**What needs to be done**: The required answer is each line in the entries below where "client" occurs.

┄┄┄┄┄┄┄┄┄┄

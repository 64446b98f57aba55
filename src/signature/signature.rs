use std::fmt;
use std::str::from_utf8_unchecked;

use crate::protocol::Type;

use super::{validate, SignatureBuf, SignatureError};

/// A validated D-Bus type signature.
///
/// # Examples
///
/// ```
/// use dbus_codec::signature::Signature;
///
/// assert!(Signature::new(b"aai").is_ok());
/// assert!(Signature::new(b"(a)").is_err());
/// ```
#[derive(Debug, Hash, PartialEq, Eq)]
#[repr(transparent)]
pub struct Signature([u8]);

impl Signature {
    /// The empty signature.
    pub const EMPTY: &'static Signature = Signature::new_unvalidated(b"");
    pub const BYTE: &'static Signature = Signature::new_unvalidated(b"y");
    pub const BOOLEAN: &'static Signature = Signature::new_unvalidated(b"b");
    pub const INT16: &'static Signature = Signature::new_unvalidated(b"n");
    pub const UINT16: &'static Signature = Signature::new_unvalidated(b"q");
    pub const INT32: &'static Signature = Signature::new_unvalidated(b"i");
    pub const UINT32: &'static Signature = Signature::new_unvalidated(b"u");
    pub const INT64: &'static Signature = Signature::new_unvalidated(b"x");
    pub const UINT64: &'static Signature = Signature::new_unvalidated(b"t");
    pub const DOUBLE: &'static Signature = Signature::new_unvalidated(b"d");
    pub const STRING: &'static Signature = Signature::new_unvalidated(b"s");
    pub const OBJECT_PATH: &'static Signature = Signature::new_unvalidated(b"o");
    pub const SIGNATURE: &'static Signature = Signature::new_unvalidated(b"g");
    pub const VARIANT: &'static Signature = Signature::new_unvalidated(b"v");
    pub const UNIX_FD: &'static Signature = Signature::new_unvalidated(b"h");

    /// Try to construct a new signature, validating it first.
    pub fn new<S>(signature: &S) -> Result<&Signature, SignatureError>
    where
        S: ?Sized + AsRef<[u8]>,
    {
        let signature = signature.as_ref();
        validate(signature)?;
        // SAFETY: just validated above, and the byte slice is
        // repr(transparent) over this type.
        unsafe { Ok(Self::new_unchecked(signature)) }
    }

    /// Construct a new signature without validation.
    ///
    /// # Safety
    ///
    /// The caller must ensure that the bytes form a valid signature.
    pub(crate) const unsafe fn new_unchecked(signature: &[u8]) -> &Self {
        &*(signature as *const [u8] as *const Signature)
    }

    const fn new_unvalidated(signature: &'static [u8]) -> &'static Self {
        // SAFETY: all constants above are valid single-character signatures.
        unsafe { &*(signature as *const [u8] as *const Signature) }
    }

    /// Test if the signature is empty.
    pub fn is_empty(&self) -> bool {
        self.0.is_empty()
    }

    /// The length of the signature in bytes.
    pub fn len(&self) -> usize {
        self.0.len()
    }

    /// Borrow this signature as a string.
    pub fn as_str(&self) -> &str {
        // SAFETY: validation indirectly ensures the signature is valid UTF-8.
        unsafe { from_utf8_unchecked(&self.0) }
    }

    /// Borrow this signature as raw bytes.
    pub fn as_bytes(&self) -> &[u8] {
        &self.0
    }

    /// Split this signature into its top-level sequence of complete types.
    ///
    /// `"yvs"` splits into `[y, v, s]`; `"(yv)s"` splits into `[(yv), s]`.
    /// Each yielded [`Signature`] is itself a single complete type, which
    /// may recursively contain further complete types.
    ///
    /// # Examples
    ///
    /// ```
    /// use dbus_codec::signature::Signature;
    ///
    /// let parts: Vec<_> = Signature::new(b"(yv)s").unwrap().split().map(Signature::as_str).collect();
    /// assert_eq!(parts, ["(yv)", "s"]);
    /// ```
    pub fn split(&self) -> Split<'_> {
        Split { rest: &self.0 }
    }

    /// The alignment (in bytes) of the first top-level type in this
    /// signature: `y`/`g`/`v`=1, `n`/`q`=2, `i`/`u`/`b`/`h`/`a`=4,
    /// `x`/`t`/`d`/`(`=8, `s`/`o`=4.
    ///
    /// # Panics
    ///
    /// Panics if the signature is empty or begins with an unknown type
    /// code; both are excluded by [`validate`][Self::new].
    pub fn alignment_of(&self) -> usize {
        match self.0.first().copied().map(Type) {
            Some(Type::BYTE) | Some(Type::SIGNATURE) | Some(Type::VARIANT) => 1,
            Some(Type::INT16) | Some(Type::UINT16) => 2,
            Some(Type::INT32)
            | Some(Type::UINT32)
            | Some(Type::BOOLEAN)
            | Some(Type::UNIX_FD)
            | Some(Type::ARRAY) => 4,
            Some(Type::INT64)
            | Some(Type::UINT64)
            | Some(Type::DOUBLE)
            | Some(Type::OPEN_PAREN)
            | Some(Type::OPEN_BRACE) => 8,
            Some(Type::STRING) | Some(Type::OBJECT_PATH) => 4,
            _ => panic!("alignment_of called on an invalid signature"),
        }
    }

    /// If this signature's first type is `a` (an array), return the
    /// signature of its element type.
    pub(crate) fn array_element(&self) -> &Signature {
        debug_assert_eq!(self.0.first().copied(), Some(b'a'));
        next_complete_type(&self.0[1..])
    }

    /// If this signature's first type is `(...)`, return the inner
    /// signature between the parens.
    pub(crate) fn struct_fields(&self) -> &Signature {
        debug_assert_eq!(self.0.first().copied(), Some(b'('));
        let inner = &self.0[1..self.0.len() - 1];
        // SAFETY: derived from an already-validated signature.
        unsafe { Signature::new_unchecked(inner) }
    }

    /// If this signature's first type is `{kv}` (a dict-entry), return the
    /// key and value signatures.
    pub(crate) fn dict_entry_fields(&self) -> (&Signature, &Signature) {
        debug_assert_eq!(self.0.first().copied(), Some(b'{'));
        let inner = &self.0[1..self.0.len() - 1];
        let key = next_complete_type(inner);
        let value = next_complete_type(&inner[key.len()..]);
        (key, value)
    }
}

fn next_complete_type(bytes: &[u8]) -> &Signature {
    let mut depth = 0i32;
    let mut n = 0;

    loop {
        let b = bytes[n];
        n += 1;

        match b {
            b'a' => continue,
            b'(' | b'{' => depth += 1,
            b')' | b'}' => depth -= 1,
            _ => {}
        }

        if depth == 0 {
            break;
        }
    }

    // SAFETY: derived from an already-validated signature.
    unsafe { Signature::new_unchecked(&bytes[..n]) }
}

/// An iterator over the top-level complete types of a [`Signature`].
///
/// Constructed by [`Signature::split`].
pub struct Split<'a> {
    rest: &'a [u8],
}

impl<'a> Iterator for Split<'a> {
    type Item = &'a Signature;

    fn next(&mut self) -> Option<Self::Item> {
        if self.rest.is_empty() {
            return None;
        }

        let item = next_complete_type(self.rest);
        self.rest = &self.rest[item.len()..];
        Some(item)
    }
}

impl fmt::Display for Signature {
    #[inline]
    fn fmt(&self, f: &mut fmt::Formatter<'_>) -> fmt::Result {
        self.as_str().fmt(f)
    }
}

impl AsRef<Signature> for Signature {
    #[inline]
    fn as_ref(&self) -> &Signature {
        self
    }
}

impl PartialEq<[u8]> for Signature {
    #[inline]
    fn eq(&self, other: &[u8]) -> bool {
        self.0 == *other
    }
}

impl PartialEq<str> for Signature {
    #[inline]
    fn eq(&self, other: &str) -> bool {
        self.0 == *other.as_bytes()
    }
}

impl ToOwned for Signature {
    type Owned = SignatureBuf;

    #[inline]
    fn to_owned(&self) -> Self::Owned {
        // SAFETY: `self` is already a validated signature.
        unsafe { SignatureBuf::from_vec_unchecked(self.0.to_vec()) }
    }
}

┄┄┄┄┄┄┄┄┄┄

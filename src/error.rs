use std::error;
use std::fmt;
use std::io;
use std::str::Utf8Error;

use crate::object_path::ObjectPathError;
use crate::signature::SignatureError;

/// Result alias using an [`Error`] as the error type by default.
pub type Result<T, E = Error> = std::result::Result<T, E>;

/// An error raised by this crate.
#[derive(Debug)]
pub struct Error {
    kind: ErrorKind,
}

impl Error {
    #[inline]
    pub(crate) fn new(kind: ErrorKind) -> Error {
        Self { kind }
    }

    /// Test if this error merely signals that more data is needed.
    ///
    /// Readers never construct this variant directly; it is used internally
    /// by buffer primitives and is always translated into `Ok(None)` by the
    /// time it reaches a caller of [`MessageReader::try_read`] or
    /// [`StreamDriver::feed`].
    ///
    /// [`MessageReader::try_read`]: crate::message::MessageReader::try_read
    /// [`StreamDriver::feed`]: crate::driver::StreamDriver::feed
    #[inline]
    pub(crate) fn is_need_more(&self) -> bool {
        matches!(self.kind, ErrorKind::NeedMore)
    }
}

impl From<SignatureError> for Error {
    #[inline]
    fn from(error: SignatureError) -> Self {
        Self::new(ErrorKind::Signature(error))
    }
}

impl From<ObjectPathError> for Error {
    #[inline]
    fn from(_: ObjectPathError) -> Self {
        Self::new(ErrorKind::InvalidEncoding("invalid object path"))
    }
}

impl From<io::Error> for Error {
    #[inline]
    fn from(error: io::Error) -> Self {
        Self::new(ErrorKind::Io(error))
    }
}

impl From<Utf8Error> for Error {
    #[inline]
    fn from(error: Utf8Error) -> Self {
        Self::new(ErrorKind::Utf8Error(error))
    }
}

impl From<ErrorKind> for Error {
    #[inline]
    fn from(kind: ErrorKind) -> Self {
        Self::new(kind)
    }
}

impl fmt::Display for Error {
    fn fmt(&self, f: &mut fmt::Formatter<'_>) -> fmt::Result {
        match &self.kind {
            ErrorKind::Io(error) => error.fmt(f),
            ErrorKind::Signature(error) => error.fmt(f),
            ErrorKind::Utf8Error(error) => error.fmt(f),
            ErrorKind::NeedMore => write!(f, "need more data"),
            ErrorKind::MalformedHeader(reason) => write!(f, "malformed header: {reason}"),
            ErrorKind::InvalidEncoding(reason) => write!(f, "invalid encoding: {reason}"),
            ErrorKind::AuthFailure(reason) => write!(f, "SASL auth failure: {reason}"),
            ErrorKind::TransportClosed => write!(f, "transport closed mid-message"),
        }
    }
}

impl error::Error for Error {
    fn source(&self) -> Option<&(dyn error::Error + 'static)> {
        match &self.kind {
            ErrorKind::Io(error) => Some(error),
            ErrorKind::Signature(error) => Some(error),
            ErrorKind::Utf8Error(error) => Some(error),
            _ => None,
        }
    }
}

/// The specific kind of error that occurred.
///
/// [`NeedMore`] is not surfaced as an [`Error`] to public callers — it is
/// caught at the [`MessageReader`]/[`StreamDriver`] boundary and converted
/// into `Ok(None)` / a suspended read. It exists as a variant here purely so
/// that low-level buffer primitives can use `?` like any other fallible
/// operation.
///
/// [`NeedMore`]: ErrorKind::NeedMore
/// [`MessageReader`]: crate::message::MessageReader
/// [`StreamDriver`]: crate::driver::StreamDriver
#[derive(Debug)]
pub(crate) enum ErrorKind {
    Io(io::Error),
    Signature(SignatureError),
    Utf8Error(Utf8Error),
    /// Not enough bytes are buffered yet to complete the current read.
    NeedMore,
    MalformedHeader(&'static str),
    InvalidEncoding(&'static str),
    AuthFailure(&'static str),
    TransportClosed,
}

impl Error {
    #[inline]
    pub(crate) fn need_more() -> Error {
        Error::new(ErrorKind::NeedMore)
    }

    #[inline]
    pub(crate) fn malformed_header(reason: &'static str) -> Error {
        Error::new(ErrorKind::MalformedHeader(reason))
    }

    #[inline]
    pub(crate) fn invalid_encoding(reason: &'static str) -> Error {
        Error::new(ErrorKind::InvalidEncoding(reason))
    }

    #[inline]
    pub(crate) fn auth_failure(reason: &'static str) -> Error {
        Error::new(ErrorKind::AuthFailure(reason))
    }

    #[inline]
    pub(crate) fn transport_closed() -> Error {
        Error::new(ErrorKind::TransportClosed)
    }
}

┄┄┄┄┄┄┄┄┄┄

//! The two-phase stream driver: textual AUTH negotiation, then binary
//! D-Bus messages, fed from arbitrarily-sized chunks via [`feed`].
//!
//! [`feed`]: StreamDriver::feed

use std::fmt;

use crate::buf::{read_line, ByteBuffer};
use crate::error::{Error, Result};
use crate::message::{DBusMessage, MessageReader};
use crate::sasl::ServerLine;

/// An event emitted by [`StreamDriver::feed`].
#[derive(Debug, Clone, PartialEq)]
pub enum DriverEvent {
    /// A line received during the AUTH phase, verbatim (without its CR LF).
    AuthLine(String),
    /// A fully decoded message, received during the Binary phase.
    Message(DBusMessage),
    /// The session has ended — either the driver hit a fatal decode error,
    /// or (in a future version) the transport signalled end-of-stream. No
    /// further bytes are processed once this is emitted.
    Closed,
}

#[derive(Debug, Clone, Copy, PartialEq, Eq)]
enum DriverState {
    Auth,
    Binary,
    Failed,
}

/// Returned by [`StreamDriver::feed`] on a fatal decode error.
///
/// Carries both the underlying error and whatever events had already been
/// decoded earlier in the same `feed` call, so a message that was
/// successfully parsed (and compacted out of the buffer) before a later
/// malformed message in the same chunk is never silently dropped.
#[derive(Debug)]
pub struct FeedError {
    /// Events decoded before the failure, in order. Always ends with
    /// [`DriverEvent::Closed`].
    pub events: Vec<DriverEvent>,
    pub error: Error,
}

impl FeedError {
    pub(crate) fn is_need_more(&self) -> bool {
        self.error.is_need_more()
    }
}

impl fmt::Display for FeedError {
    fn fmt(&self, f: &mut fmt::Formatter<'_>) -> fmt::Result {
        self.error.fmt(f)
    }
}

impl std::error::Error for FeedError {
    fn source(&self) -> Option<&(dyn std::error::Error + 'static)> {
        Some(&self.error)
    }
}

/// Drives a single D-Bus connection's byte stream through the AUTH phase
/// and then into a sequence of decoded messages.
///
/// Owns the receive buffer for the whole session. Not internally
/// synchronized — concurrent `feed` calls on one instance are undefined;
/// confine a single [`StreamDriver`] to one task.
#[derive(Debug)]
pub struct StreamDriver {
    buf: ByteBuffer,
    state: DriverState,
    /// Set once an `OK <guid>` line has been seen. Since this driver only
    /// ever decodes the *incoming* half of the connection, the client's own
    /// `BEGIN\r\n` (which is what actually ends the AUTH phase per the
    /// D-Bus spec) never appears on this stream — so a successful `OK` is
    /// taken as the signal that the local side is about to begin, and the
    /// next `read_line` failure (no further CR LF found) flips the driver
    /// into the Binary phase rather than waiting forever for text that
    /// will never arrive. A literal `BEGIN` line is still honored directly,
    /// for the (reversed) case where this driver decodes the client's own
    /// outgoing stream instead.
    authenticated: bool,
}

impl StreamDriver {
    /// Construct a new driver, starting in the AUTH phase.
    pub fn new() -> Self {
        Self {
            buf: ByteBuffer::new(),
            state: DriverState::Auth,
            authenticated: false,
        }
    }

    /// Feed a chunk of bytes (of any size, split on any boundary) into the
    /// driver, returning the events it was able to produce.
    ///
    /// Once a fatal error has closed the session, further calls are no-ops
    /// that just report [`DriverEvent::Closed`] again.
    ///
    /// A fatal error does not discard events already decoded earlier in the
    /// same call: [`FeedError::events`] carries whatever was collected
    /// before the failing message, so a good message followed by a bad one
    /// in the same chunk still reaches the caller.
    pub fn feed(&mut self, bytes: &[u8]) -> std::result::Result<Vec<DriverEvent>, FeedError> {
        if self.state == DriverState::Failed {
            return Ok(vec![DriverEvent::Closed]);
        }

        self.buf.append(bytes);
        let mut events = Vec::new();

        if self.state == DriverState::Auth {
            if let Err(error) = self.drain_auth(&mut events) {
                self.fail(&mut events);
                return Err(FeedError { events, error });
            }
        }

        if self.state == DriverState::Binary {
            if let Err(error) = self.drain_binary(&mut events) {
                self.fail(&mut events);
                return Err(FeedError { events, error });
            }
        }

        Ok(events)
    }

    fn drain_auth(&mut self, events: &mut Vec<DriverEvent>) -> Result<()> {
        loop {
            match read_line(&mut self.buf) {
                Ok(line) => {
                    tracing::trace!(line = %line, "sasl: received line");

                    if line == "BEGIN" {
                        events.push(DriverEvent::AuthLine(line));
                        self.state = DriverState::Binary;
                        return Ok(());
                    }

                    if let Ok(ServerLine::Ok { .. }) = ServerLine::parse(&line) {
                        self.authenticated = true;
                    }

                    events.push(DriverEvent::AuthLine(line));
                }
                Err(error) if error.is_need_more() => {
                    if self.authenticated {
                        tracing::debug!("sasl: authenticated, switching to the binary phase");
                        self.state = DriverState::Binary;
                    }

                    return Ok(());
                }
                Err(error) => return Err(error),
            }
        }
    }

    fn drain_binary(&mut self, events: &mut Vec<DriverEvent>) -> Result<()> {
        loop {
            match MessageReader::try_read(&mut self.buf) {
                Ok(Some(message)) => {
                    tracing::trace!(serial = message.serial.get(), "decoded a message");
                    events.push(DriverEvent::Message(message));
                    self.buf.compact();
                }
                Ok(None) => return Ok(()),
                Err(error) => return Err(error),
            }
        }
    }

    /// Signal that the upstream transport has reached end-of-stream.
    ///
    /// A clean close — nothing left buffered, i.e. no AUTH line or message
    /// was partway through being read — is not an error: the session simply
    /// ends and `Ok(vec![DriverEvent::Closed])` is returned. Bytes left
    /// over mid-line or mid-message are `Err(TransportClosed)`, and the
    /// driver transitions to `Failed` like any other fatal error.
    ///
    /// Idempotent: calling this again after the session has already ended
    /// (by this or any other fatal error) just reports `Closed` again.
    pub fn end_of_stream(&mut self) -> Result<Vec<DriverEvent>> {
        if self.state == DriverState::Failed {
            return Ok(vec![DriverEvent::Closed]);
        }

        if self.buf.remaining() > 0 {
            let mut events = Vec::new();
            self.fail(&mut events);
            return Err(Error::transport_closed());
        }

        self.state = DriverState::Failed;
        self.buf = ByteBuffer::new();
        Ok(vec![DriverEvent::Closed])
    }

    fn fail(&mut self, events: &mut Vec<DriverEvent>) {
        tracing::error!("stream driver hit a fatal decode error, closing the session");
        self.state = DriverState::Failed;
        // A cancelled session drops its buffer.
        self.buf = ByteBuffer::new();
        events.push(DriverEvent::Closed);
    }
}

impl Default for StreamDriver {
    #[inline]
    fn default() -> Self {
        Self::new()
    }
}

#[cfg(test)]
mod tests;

┄┄┄┄┄┄┄┄┄┄

**Response to this exercise**:
    /// ever decodes the *incoming* half of the connection, the client's own
    /// for the (reversed) case where this driver decodes the client's own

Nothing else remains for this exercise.